Later that evening, when I have calmed my tears and salved my heart, I dial their number. I almost dread the moment one of the parents might answer my call.


“Mrs. C, This is Mrs. N, and Linda and I just got your note and saw the newspaper clipping. I 'm so sorry for your loss, for our loss. Our hearts are broken." Big gulp and deep breath. "How are you all doing?”


“Oh, Mrs. N.,” and she begins to sob. “It was just as we feared it would be. Just like we had been dreading these past 8 almost 9 years. Gracie came home from school one day that last week. She was walking slowly, dragging her feet like she did when she was tired. I asked her, How's it going, Sweetie” and she just shook her head. Big tears rolled down her cheeks. She put her hands up to her head and said, “ Head hurts, Mommy.” I put my arms around her and led her back into her bedroom. I had just gotten her laid down and the covers pulled up the way she liked them when she sat upright, said “Ouch, Mommy,” and then dropped back to the pillow. And then I knew. I just knew. It was just like the doctors always said it would be. Quick and over. It was a massive brain aneurysm. Just like we knew it would be. I held my precious in my arms, but I knew I had to hurry and get the ambulance here right away.”

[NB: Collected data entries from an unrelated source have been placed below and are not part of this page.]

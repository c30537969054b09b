//! User repository

use serde::Serialize;
use sqlx::{FromRow, PgPool};

use super::DbError;

/// User record from database
#[derive(Debug, Clone, FromRow, Serialize)]
pub struct User {
    pub username: String,
    pub name: String,
    pub avatar_url: Option<String>,
}

/// User repository
pub struct UserRepo<'a> {
    pool: &'a PgPool,
}

impl<'a> UserRepo<'a> {
    pub fn new(pool: &'a PgPool) -> Self {
        Self { pool }
    }

    /// List all users. An empty table is `NotFound`.
    pub async fn list(&self) -> Result<Vec<User>, DbError> {
        let users: Vec<User> =
            sqlx::query_as("SELECT username, name, avatar_url FROM users ORDER BY username")
                .fetch_all(self.pool)
                .await?;

        if users.is_empty() {
            return Err(DbError::NotFound {
                resource: "users",
                id: String::new(),
            });
        }
        Ok(users)
    }

    /// Get a single user by username.
    pub async fn get(&self, username: &str) -> Result<User, DbError> {
        sqlx::query_as("SELECT username, name, avatar_url FROM users WHERE username = $1")
            .bind(username)
            .fetch_optional(self.pool)
            .await?
            .ok_or_else(|| DbError::UserNotFound {
                username: username.to_owned(),
            })
    }
}
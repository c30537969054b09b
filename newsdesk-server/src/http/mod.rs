//! HTTP layer
//!
//! Axum server with:
//! - CORS (localhost only by default)
//! - Request tracing
//! - Graceful shutdown
//! - `{msg}` JSON error responses

pub mod error;
pub mod extractors;
pub mod routes;
pub mod server;

pub use error::ApiError;
pub use server::{build_router, run_server, AppState, ServerConfig, ServerError};
//! Tracing and OpenTelemetry setup for the newsdesk CLI
//!
//! Usage:
//!   newsdesk --debug serve             # Debug logging to console
//!   newsdesk --otel serve              # Export traces to OTLP endpoint
//!   RUST_LOG=newsdesk_server=debug newsdesk serve
//!
//! Environment variables:
//!   RUST_LOG                           # Log filter (default: info)
//!   OTEL_EXPORTER_OTLP_ENDPOINT        # OTLP endpoint (default: http://localhost:4317)
//!   OTEL_SERVICE_NAME                  # Service name (default: newsdesk)

use anyhow::{anyhow, Result};
use tracing_subscriber::EnvFilter;

/// Tracing configuration options
#[derive(Debug, Clone, Default)]
pub struct TracingConfig {
    /// Enable debug logging (sets RUST_LOG=debug if not already set)
    pub debug: bool,
    /// Enable OpenTelemetry OTLP export
    pub otel: bool,
}

fn env_filter(debug: bool) -> EnvFilter {
    let default = if debug { "debug" } else { "info" };
    EnvFilter::try_from_default_env().unwrap_or_else(|_| EnvFilter::new(default))
}

/// Initialize tracing with console output only
pub fn init_tracing(config: &TracingConfig) -> Result<()> {
    tracing_subscriber::fmt()
        .with_env_filter(env_filter(config.debug))
        .with_target(config.debug)
        .compact()
        .try_init()
        .map_err(|err| anyhow!(err))
}

/// Initialize tracing with OpenTelemetry OTLP export
#[cfg(feature = "telemetry")]
pub fn init_tracing_with_otel(config: &TracingConfig) -> Result<()> {
    use opentelemetry::trace::TracerProvider as _;
    use opentelemetry::KeyValue;
    use opentelemetry_otlp::WithExportConfig;
    use opentelemetry_sdk::trace::TracerProvider;
    use tracing_subscriber::{layer::SubscriberExt, util::SubscriberInitExt};

    let endpoint = std::env::var("OTEL_EXPORTER_OTLP_ENDPOINT")
        .unwrap_or_else(|_| "http://localhost:4317".to_string());
    let service_name =
        std::env::var("OTEL_SERVICE_NAME").unwrap_or_else(|_| "newsdesk".to_string());

    let otlp_exporter = opentelemetry_otlp::SpanExporter::builder()
        .with_tonic()
        .with_endpoint(&endpoint)
        .build()
        .map_err(|e| anyhow!("Failed to create OTLP exporter: {}", e))?;

    let resource = opentelemetry_sdk::Resource::new(vec![KeyValue::new(
        "service.name",
        service_name.clone(),
    )]);

    let provider = TracerProvider::builder()
        .with_batch_exporter(otlp_exporter, opentelemetry_sdk::runtime::Tokio)
        .with_resource(resource)
        .build();

    let tracer = provider.tracer("newsdesk");
    let telemetry_layer = tracing_opentelemetry::layer().with_tracer(tracer);

    // Dropping the provider would stop export
    let _ = opentelemetry::global::set_tracer_provider(provider);

    let fmt_layer = tracing_subscriber::fmt::layer()
        .with_target(config.debug)
        .compact();

    tracing_subscriber::registry()
        .with(env_filter(config.debug))
        .with(fmt_layer)
        .with(telemetry_layer)
        .try_init()
        .map_err(|err| anyhow!(err))?;

    tracing::info!(
        endpoint = %endpoint,
        service = %service_name,
        "OpenTelemetry tracing initialized"
    );

    Ok(())
}

/// Shutdown OpenTelemetry (flush pending spans)
#[cfg(feature = "telemetry")]
pub fn shutdown_otel() {
    opentelemetry::global::shutdown_tracer_provider();
}

/// No-op shutdown when telemetry is disabled
#[cfg(not(feature = "telemetry"))]
pub fn shutdown_otel() {}

/// Initialize tracing based on configuration
pub fn init(config: &TracingConfig) -> Result<()> {
    #[cfg(feature = "telemetry")]
    if config.otel {
        return init_tracing_with_otel(config);
    }

    #[cfg(not(feature = "telemetry"))]
    if config.otel {
        init_tracing(config)?;
        tracing::warn!("--otel ignored: built without the telemetry feature");
        return Ok(());
    }

    init_tracing(config)
}
//! Data-access error type
//!
//! Every repository operation returns `Result<T, DbError>`. The HTTP layer
//! only needs [`DbError::kind`] and [`DbError::message`] to build a response.

use crate::models::ValidationError;

use super::schema::{COMMENTS_ARTICLE_FK, COMMENTS_AUTHOR_FK};

/// SQLSTATEs raised by the store for values the client sent: text it could
/// not parse (22P02), a number out of the column's range (22003) and a
/// character the encoding rejects, e.g. NUL (22021)
const BAD_INPUT_CODES: [&str; 3] = ["22P02", "22003", "22021"];

/// Failure category, one per distinct caller-visible outcome
#[derive(Debug, Clone, Copy, PartialEq, Eq)]
pub enum ErrorKind {
    InvalidInput,
    InvalidSort,
    InvalidOrder,
    ArticleNotFound,
    TopicNotFound,
    UserNotFound,
    NotFound,
    BadRequest,
    NoTopicsFound,
    Internal,
}

/// Database error type
#[derive(Debug, thiserror::Error)]
pub enum DbError {
    #[error(transparent)]
    Validation(#[from] ValidationError),

    #[error("Article Not Found")]
    ArticleNotFound { id: i32 },

    #[error("Topic Not Found")]
    TopicNotFound { slug: String },

    #[error("User Not Found")]
    UserNotFound { username: String },

    #[error("Not Found")]
    NotFound { resource: &'static str, id: String },

    #[error("No Topics Found")]
    NoTopics,

    #[error("database error: {0}")]
    Sqlx(#[from] sqlx::Error),
}

impl DbError {
    pub fn kind(&self) -> ErrorKind {
        match self {
            Self::Validation(v) => match v {
                ValidationError::InvalidId { .. } => ErrorKind::InvalidInput,
                ValidationError::InvalidSort { .. } => ErrorKind::InvalidSort,
                ValidationError::InvalidOrder { .. } => ErrorKind::InvalidOrder,
                ValidationError::Missing { .. } | ValidationError::InvalidField { .. } => {
                    ErrorKind::BadRequest
                }
            },
            Self::ArticleNotFound { .. } => ErrorKind::ArticleNotFound,
            Self::TopicNotFound { .. } => ErrorKind::TopicNotFound,
            Self::UserNotFound { .. } => ErrorKind::UserNotFound,
            Self::NotFound { .. } => ErrorKind::NotFound,
            Self::NoTopics => ErrorKind::NoTopicsFound,
            Self::Sqlx(e) if is_bad_input(e) => ErrorKind::BadRequest,
            Self::Sqlx(_) => ErrorKind::Internal,
        }
    }

    /// Message safe to show to a client. Raw store errors are never echoed.
    pub fn message(&self) -> String {
        match (self, self.kind()) {
            (Self::Sqlx(_), ErrorKind::BadRequest) => "Bad Request".to_owned(),
            (Self::Sqlx(_), _) => "Internal Server Error".to_owned(),
            _ => self.to_string(),
        }
    }

    /// Classify a failed comment insert.
    ///
    /// A foreign-key violation means either the author or the article row is
    /// missing; the constraint name tells which. Any other constraint is left
    /// unclassified.
    pub(crate) fn from_comment_insert(err: sqlx::Error, article_id: i32, author: &str) -> Self {
        if let sqlx::Error::Database(db) = &err {
            if db.is_foreign_key_violation() {
                match db.constraint() {
                    Some(COMMENTS_ARTICLE_FK) => return Self::ArticleNotFound { id: article_id },
                    Some(COMMENTS_AUTHOR_FK) => {
                        return Self::UserNotFound {
                            username: author.to_owned(),
                        }
                    }
                    _ => {}
                }
            }
        }
        Self::Sqlx(err)
    }
}

fn is_bad_input(err: &sqlx::Error) -> bool {
    match err {
        sqlx::Error::Database(db) => db
            .code()
            .is_some_and(|code| BAD_INPUT_CODES.contains(&&*code)),
        _ => false,
    }
}

#[cfg(test)]
mod tests {
    use super::*;

    #[test]
    fn validation_kinds() {
        let err = DbError::from(ValidationError::InvalidId {
            resource: "Article",
            value: "x".into(),
        });
        assert_eq!(err.kind(), ErrorKind::InvalidInput);
        assert_eq!(err.message(), "Invalid Article ID");

        let err = DbError::from(ValidationError::InvalidOrder { value: "up".into() });
        assert_eq!(err.kind(), ErrorKind::InvalidOrder);

        let err = DbError::from(ValidationError::Missing { field: "body" });
        assert_eq!(err.kind(), ErrorKind::BadRequest);
        assert_eq!(err.message(), "Bad Request");
    }

    #[test]
    fn not_found_messages() {
        assert_eq!(DbError::ArticleNotFound { id: 999 }.message(), "Article Not Found");
        assert_eq!(
            DbError::TopicNotFound { slug: "dogs".into() }.message(),
            "Topic Not Found"
        );
        assert_eq!(
            DbError::UserNotFound { username: "nobody".into() }.kind(),
            ErrorKind::UserNotFound
        );
        assert_eq!(DbError::NoTopics.message(), "No Topics Found");
        assert_eq!(
            DbError::NotFound { resource: "comment", id: "7".into() }.kind(),
            ErrorKind::NotFound
        );
    }

    #[test]
    fn store_errors_are_internal_and_opaque() {
        let err = DbError::Sqlx(sqlx::Error::PoolTimedOut);
        assert_eq!(err.kind(), ErrorKind::Internal);
        assert_eq!(err.message(), "Internal Server Error");
    }

    #[test]
    fn non_fk_insert_errors_pass_through() {
        let err = DbError::from_comment_insert(sqlx::Error::RowNotFound, 1, "lurker");
        assert!(matches!(err, DbError::Sqlx(_)));
    }
}
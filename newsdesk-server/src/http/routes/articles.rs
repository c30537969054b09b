//! Article endpoints
//!
//! Path ids arrive as raw strings; the repository validates them so a
//! malformed id is a `400 Invalid Article ID` rather than an extractor
//! rejection.

use std::sync::Arc;

use axum::{
    extract::{Path, State},
    routing::get,
    Json, Router,
};
use serde::Serialize;

use crate::db::{Article, ArticleDetail, ArticleRepo, ArticleSummary};
use crate::http::error::ApiError;
use crate::http::extractors::{JsonBody, QueryParams};
use crate::http::server::AppState;
use crate::models::{ArticleListParams, VotePatch};

#[derive(Serialize)]
pub struct ArticlesResponse {
    pub articles: Vec<ArticleSummary>,
}

#[derive(Serialize)]
pub struct ArticleResponse {
    pub article: ArticleDetail,
}

#[derive(Serialize)]
pub struct VotesUpdatedResponse {
    pub msg: &'static str,
    pub article: Article,
}

/// GET /api/articles?sort_by&order&topic
async fn list_articles(
    State(state): State<Arc<AppState>>,
    QueryParams(params): QueryParams<ArticleListParams>,
) -> Result<Json<ArticlesResponse>, ApiError> {
    let articles = ArticleRepo::new(&state.pool).list(&params).await?;
    Ok(Json(ArticlesResponse { articles }))
}

/// GET /api/articles/{article_id}
async fn get_article(
    State(state): State<Arc<AppState>>,
    Path(article_id): Path<String>,
) -> Result<Json<ArticleResponse>, ApiError> {
    let article = ArticleRepo::new(&state.pool).get(&article_id).await?;
    Ok(Json(ArticleResponse { article }))
}

/// PATCH /api/articles/{article_id} - body `{inc_votes}`
async fn patch_article(
    State(state): State<Arc<AppState>>,
    Path(article_id): Path<String>,
    JsonBody(patch): JsonBody<VotePatch>,
) -> Result<Json<VotesUpdatedResponse>, ApiError> {
    let article = ArticleRepo::new(&state.pool)
        .increment_votes(&article_id, &patch)
        .await?;

    tracing::debug!(article_id = article.article_id, votes = article.votes, "votes updated");
    Ok(Json(VotesUpdatedResponse {
        msg: "Votes Updated Successfully",
        article,
    }))
}

/// Article routes
pub fn router() -> Router<Arc<AppState>> {
    Router::new()
        .route("/api/articles", get(list_articles))
        .route("/api/articles/{article_id}", get(get_article).patch(patch_article))
}
//! Repository implementations for database access
//!
//! Each repository follows these patterns:
//! - Validates raw request input before the first query
//! - Uses JOINs for comment counts (no N+1)
//! - Leaves referential integrity to foreign keys and classifies the failure

pub mod articles;
pub mod comments;
pub mod topics;
pub mod users;

pub use super::error::{DbError, ErrorKind};
pub use articles::{Article, ArticleDetail, ArticleRepo, ArticleSummary};
pub use comments::{Comment, CommentRepo};
pub use topics::{Topic, TopicRepo};
pub use users::{User, UserRepo};
//! Query string parameters for listing endpoints

use serde::Deserialize;

/// `GET /api/articles` query parameters, unvalidated
#[derive(Debug, Clone, Default, Deserialize)]
pub struct ArticleListParams {
    pub sort_by: Option<String>,
    pub order: Option<String>,
    pub topic: Option<String>,
}

impl ArticleListParams {
    /// Topic filter; an empty `?topic=` means no filter.
    pub fn topic(&self) -> Option<&str> {
        self.topic.as_deref().filter(|t| !t.is_empty())
    }
}

/// `GET /api/articles/{id}/comments` query parameters, unvalidated
#[derive(Debug, Clone, Default, Deserialize)]
pub struct CommentListParams {
    pub sort_by: Option<String>,
    pub order: Option<String>,
}

#[cfg(test)]
mod tests {
    use super::*;

    #[test]
    fn empty_topic_is_no_filter() {
        let params = ArticleListParams {
            topic: Some(String::new()),
            ..Default::default()
        };
        assert_eq!(params.topic(), None);

        let params = ArticleListParams {
            topic: Some("cats".into()),
            ..Default::default()
        };
        assert_eq!(params.topic(), Some("cats"));
    }
}
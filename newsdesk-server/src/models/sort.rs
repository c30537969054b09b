//! Sort field and direction allow-lists
//!
//! Column names and sort keywords cannot be bound as query parameters, so
//! ORDER BY is the one place SQL is assembled from request input. Only the
//! `&'static str` values returned by [`ArticleSort::column`],
//! [`CommentSort::column`] and [`SortOrder::as_sql`] ever reach the query
//! text; anything outside the allow-lists is rejected, never escaped.

use super::ValidationError;

/// Treat `?sort_by=` the same as no parameter at all.
fn non_empty(raw: Option<&str>) -> Option<&str> {
    raw.filter(|s| !s.is_empty())
}

/// Sort direction
#[derive(Debug, Clone, Copy, PartialEq, Eq, Default)]
pub enum SortOrder {
    Asc,
    #[default]
    Desc,
}

impl SortOrder {
    /// Parse `order`, case-insensitively. Absent means DESC.
    pub fn parse(raw: Option<&str>) -> Result<Self, ValidationError> {
        match non_empty(raw) {
            None => Ok(Self::default()),
            Some(s) if s.eq_ignore_ascii_case("asc") => Ok(Self::Asc),
            Some(s) if s.eq_ignore_ascii_case("desc") => Ok(Self::Desc),
            Some(s) => Err(ValidationError::InvalidOrder { value: s.to_owned() }),
        }
    }

    pub fn as_sql(self) -> &'static str {
        match self {
            Self::Asc => "ASC",
            Self::Desc => "DESC",
        }
    }
}

/// Sortable article columns
#[derive(Debug, Clone, Copy, PartialEq, Eq, Default)]
pub enum ArticleSort {
    #[default]
    CreatedAt,
    Votes,
    Title,
    Author,
    Topic,
    ArticleId,
    ArticleImgUrl,
}

impl ArticleSort {
    pub const ALL: [Self; 7] = [
        Self::CreatedAt,
        Self::Votes,
        Self::Title,
        Self::Author,
        Self::Topic,
        Self::ArticleId,
        Self::ArticleImgUrl,
    ];

    /// Parse `sort_by` (exact match). Absent means `created_at`.
    pub fn parse(raw: Option<&str>) -> Result<Self, ValidationError> {
        let Some(s) = non_empty(raw) else {
            return Ok(Self::default());
        };

        Self::ALL
            .into_iter()
            .find(|field| field.as_str() == s)
            .ok_or_else(|| ValidationError::InvalidSort { value: s.to_owned() })
    }

    pub fn as_str(self) -> &'static str {
        match self {
            Self::CreatedAt => "created_at",
            Self::Votes => "votes",
            Self::Title => "title",
            Self::Author => "author",
            Self::Topic => "topic",
            Self::ArticleId => "article_id",
            Self::ArticleImgUrl => "article_img_url",
        }
    }

    /// Qualified column for the `articles a` alias used by the listing query.
    pub fn column(self) -> &'static str {
        match self {
            Self::CreatedAt => "a.created_at",
            Self::Votes => "a.votes",
            Self::Title => "a.title",
            Self::Author => "a.author",
            Self::Topic => "a.topic",
            Self::ArticleId => "a.article_id",
            Self::ArticleImgUrl => "a.article_img_url",
        }
    }
}

/// Sortable comment columns
#[derive(Debug, Clone, Copy, PartialEq, Eq, Default)]
pub enum CommentSort {
    CommentId,
    Votes,
    #[default]
    CreatedAt,
    Author,
    Body,
}

impl CommentSort {
    pub const ALL: [Self; 5] = [
        Self::CommentId,
        Self::Votes,
        Self::CreatedAt,
        Self::Author,
        Self::Body,
    ];

    /// Parse `sort_by` (exact match). Absent means `created_at`.
    pub fn parse(raw: Option<&str>) -> Result<Self, ValidationError> {
        let Some(s) = non_empty(raw) else {
            return Ok(Self::default());
        };

        Self::ALL
            .into_iter()
            .find(|field| field.as_str() == s)
            .ok_or_else(|| ValidationError::InvalidSort { value: s.to_owned() })
    }

    pub fn as_str(self) -> &'static str {
        match self {
            Self::CommentId => "comment_id",
            Self::Votes => "votes",
            Self::CreatedAt => "created_at",
            Self::Author => "author",
            Self::Body => "body",
        }
    }

    /// Column in the unaliased `comments` table.
    pub fn column(self) -> &'static str {
        self.as_str()
    }
}
//! Database layer - connection pool, schema, seeding and repositories
//!
//! # Design Principles
//!
//! - Pool is injected into each repository; no global handle
//! - Sort columns come from allow-lists; every other value is bound
//! - Rely on DB constraints for referential integrity, classify the failure
//! - The data-access layer returns errors and never logs them

pub mod error;
pub mod pool;
pub mod query;
pub mod repos;
pub mod schema;
pub mod seed;

pub use error::{DbError, ErrorKind};
pub use pool::{create_lazy_pool, create_pool, create_pool_with_options};
pub use repos::*;
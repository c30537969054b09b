//! API documentation endpoint

use axum::{routing::get, Json, Router};
use serde::Serialize;
use serde_json::value::RawValue;

use crate::http::error::ApiError;

/// Static description of every endpoint
const ENDPOINTS: &str = include_str!("../endpoints.json");

#[derive(Serialize)]
pub struct EndpointsResponse {
    pub endpoints: &'static RawValue,
}

/// GET /api
async fn endpoints() -> Result<Json<EndpointsResponse>, ApiError> {
    let endpoints = serde_json::from_str(ENDPOINTS).map_err(|e| ApiError::Internal {
        message: format!("endpoints.json: {e}"),
    })?;
    Ok(Json(EndpointsResponse { endpoints }))
}

pub fn router<S>() -> Router<S>
where
    S: Clone + Send + Sync + 'static,
{
    Router::new().route("/api", get(endpoints))
}
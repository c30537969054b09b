//! Vote increment validation

use serde::Deserialize;
use serde_json::Value;

use super::ValidationError;

/// Body of `PATCH /api/articles/{id}`.
///
/// `inc_votes` is kept as raw JSON so a wrong type is reported as a
/// validation failure instead of a body rejection.
#[derive(Debug, Clone, Default, Deserialize)]
pub struct VotePatch {
    #[serde(default)]
    pub inc_votes: Option<Value>,
}

impl VotePatch {
    pub fn new(inc_votes: i32) -> Self {
        Self {
            inc_votes: Some(Value::from(inc_votes)),
        }
    }

    /// The increment to apply. Zero is a valid increment.
    pub fn increment(&self) -> Result<i32, ValidationError> {
        let value = self
            .inc_votes
            .as_ref()
            .ok_or(ValidationError::Missing { field: "inc_votes" })?;

        value
            .as_i64()
            .and_then(|n| i32::try_from(n).ok())
            .ok_or(ValidationError::InvalidField {
                field: "inc_votes",
                reason: "must be a 32-bit integer",
            })
    }
}
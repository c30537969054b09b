//! Environment-driven configuration
//!
//! `NEWSDESK_ENV` selects the environment (development, test, production)
//! and with it the `.env.<env>` file that is loaded before variables are
//! read. Variables already present in the process environment win.

use std::fmt;
use std::net::{IpAddr, Ipv4Addr, SocketAddr};
use std::str::FromStr;
use std::time::Duration;

/// Default pool size outside production
const DEFAULT_MAX_CONNECTIONS: u32 = 10;

/// Hosted databases in production allow very few connections
const PRODUCTION_MAX_CONNECTIONS: u32 = 2;

const DEFAULT_ACQUIRE_TIMEOUT: Duration = Duration::from_secs(5);
const DEFAULT_STATEMENT_TIMEOUT: Duration = Duration::from_millis(10_000);
const DEFAULT_PORT: u16 = 8080;

/// Configuration error
#[derive(Debug, thiserror::Error)]
pub enum ConfigError {
    #[error("No PGDATABASE or DATABASE_URL configured")]
    MissingDatabase,

    #[error("DATABASE_URL must be set in production")]
    MissingProductionUrl,

    #[error("unknown environment '{0}' (expected development, test or production)")]
    UnknownEnvironment(String),

    #[error("invalid value for {key}: '{value}'")]
    InvalidValue { key: &'static str, value: String },
}

/// Deployment environment
#[derive(Debug, Clone, Copy, PartialEq, Eq, Default)]
pub enum Environment {
    #[default]
    Development,
    Test,
    Production,
}

impl Environment {
    pub fn as_str(self) -> &'static str {
        match self {
            Self::Development => "development",
            Self::Test => "test",
            Self::Production => "production",
        }
    }

    /// Name of the dotenv file for this environment
    pub fn dotenv_file(self) -> String {
        format!(".env.{}", self.as_str())
    }

    /// Read `NEWSDESK_ENV`; unset means development.
    pub fn from_env() -> Result<Self, ConfigError> {
        match std::env::var("NEWSDESK_ENV") {
            Ok(raw) if !raw.trim().is_empty() => raw.trim().parse(),
            _ => Ok(Self::default()),
        }
    }

    /// Load `.env.<env>` from the working directory. A missing file is fine;
    /// variables already set are not overwritten.
    pub fn load_dotenv(self) {
        let file = self.dotenv_file();
        match dotenvy::from_filename(&file) {
            Ok(path) => tracing::debug!(path = %path.display(), "loaded dotenv file"),
            Err(e) if e.not_found() => {}
            Err(e) => tracing::warn!("failed to load {}: {}", file, e),
        }
    }
}

impl FromStr for Environment {
    type Err = ConfigError;

    fn from_str(s: &str) -> Result<Self, Self::Err> {
        match s.to_ascii_lowercase().as_str() {
            "development" | "dev" => Ok(Self::Development),
            "test" => Ok(Self::Test),
            "production" | "prod" => Ok(Self::Production),
            _ => Err(ConfigError::UnknownEnvironment(s.to_owned())),
        }
    }
}

impl fmt::Display for Environment {
    fn fmt(&self, f: &mut fmt::Formatter<'_>) -> fmt::Result {
        f.write_str(self.as_str())
    }
}

/// Database connection settings
#[derive(Clone)]
pub struct DatabaseConfig {
    pub url: String,
    pub max_connections: u32,
    pub acquire_timeout: Duration,
    pub statement_timeout: Duration,
}

impl DatabaseConfig {
    pub fn new(url: impl Into<String>) -> Self {
        Self {
            url: url.into(),
            max_connections: DEFAULT_MAX_CONNECTIONS,
            acquire_timeout: DEFAULT_ACQUIRE_TIMEOUT,
            statement_timeout: DEFAULT_STATEMENT_TIMEOUT,
        }
    }
}

// Connection strings can carry passwords
impl fmt::Debug for DatabaseConfig {
    fn fmt(&self, f: &mut fmt::Formatter<'_>) -> fmt::Result {
        f.debug_struct("DatabaseConfig")
            .field("url", &"<redacted>")
            .field("max_connections", &self.max_connections)
            .field("acquire_timeout", &self.acquire_timeout)
            .field("statement_timeout", &self.statement_timeout)
            .finish()
    }
}

/// Full application configuration
#[derive(Debug, Clone)]
pub struct AppConfig {
    pub environment: Environment,
    pub bind_addr: SocketAddr,
    pub cors_permissive: bool,
    pub database: DatabaseConfig,
}

impl AppConfig {
    /// Load configuration from `NEWSDESK_ENV`, the matching `.env.<env>`
    /// file (if present) and the process environment.
    pub fn from_env() -> Result<Self, ConfigError> {
        Self::from_env_with(|_| None)
    }

    /// Like [`AppConfig::from_env`], but `overrides` is consulted before the
    /// process environment. Used for command-line flags.
    pub fn from_env_with<F>(overrides: F) -> Result<Self, ConfigError>
    where
        F: Fn(&str) -> Option<String>,
    {
        let environment = Environment::from_env()?;
        environment.load_dotenv();
        Self::from_lookup(environment, |key| {
            overrides(key).or_else(|| std::env::var(key).ok())
        })
    }

    /// Build configuration from an arbitrary variable lookup.
    pub fn from_lookup<F>(environment: Environment, lookup: F) -> Result<Self, ConfigError>
    where
        F: Fn(&str) -> Option<String>,
    {
        let get = |key: &str| lookup(key).filter(|v| !v.trim().is_empty());

        let url = match (get("DATABASE_URL"), get("PGDATABASE")) {
            (Some(url), _) => url,
            (None, _) if environment == Environment::Production => {
                return Err(ConfigError::MissingProductionUrl)
            }
            (None, Some(name)) => format!("postgres:///{}", name),
            (None, None) => return Err(ConfigError::MissingDatabase),
        };

        let default_max = match environment {
            Environment::Production => PRODUCTION_MAX_CONNECTIONS,
            _ => DEFAULT_MAX_CONNECTIONS,
        };

        let host: IpAddr = parse_or("HOST", get("HOST"), IpAddr::V4(Ipv4Addr::LOCALHOST))?;
        let port: u16 = parse_or("PORT", get("PORT"), DEFAULT_PORT)?;
        let bind_addr = SocketAddr::new(host, port);

        Ok(Self {
            environment,
            bind_addr,
            cors_permissive: parse_or("CORS_PERMISSIVE", get("CORS_PERMISSIVE"), false)?,
            database: DatabaseConfig {
                url,
                max_connections: parse_or(
                    "DATABASE_MAX_CONNECTIONS",
                    get("DATABASE_MAX_CONNECTIONS"),
                    default_max,
                )?,
                acquire_timeout: Duration::from_secs(parse_or(
                    "DATABASE_ACQUIRE_TIMEOUT_SECS",
                    get("DATABASE_ACQUIRE_TIMEOUT_SECS"),
                    DEFAULT_ACQUIRE_TIMEOUT.as_secs(),
                )?),
                statement_timeout: Duration::from_millis(parse_or(
                    "DATABASE_STATEMENT_TIMEOUT_MS",
                    get("DATABASE_STATEMENT_TIMEOUT_MS"),
                    DEFAULT_STATEMENT_TIMEOUT.as_millis() as u64,
                )?),
            },
        })
    }
}

fn parse_or<T: FromStr>(key: &'static str, raw: Option<String>, default: T) -> Result<T, ConfigError> {
    match raw {
        None => Ok(default),
        Some(value) => value
            .trim()
            .parse()
            .map_err(|_| ConfigError::InvalidValue { key, value }),
    }
}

“ I am so sorry, so very sorry. Is there anything we can do? “


“Actually, you can tell everyone in her class that we thank them all for giving Gracie such a wonderful three years with them. She never forgot becoming an Alpha female for Grady's wolf pack. She just blossomed. We were so proud.”


“And she had made such progress with her speech and language. I don't know if we ever told you, but before we moved we had discussed the concepts of dying and leaving your body to join your angels and Maker in heaven. Gracie seemed to understand and said she would want to help other little boys and girls the way her friends and classmates had helped her. “Like woofs,” she said. So her dad and I had vowed to make her wishes known and signed papers to make her a full organ donor.”


And now I understand the picture. I go back and study the faces of the fortunate young people who have been helped or saved by Gracie's sacrifice.


Heroic little girl and unbelievably heroic parents had donated her organs. The young man in the picture received Gracie's liver; the child he was holding was the son he survived to see. One young girl received her corneas, one boy received her lungs and another her kidney.


The little girl, smiling so brightly into the camera, and holding up a sign with the words “Thank you, Gracie”, in childish scroll, was the recipient of Gracie's expansive heart. The six year old had been close to death when she was offered the heart of our angel and a miraculous chance to blossom into health once again. Anyone looking at the picture can see the huge smile and the bloom of good health all over her happy face. And maybe it was just the lighting by the photographer or a reflection on the lens but I swear I see a brightness around the little girl's head. Another angel?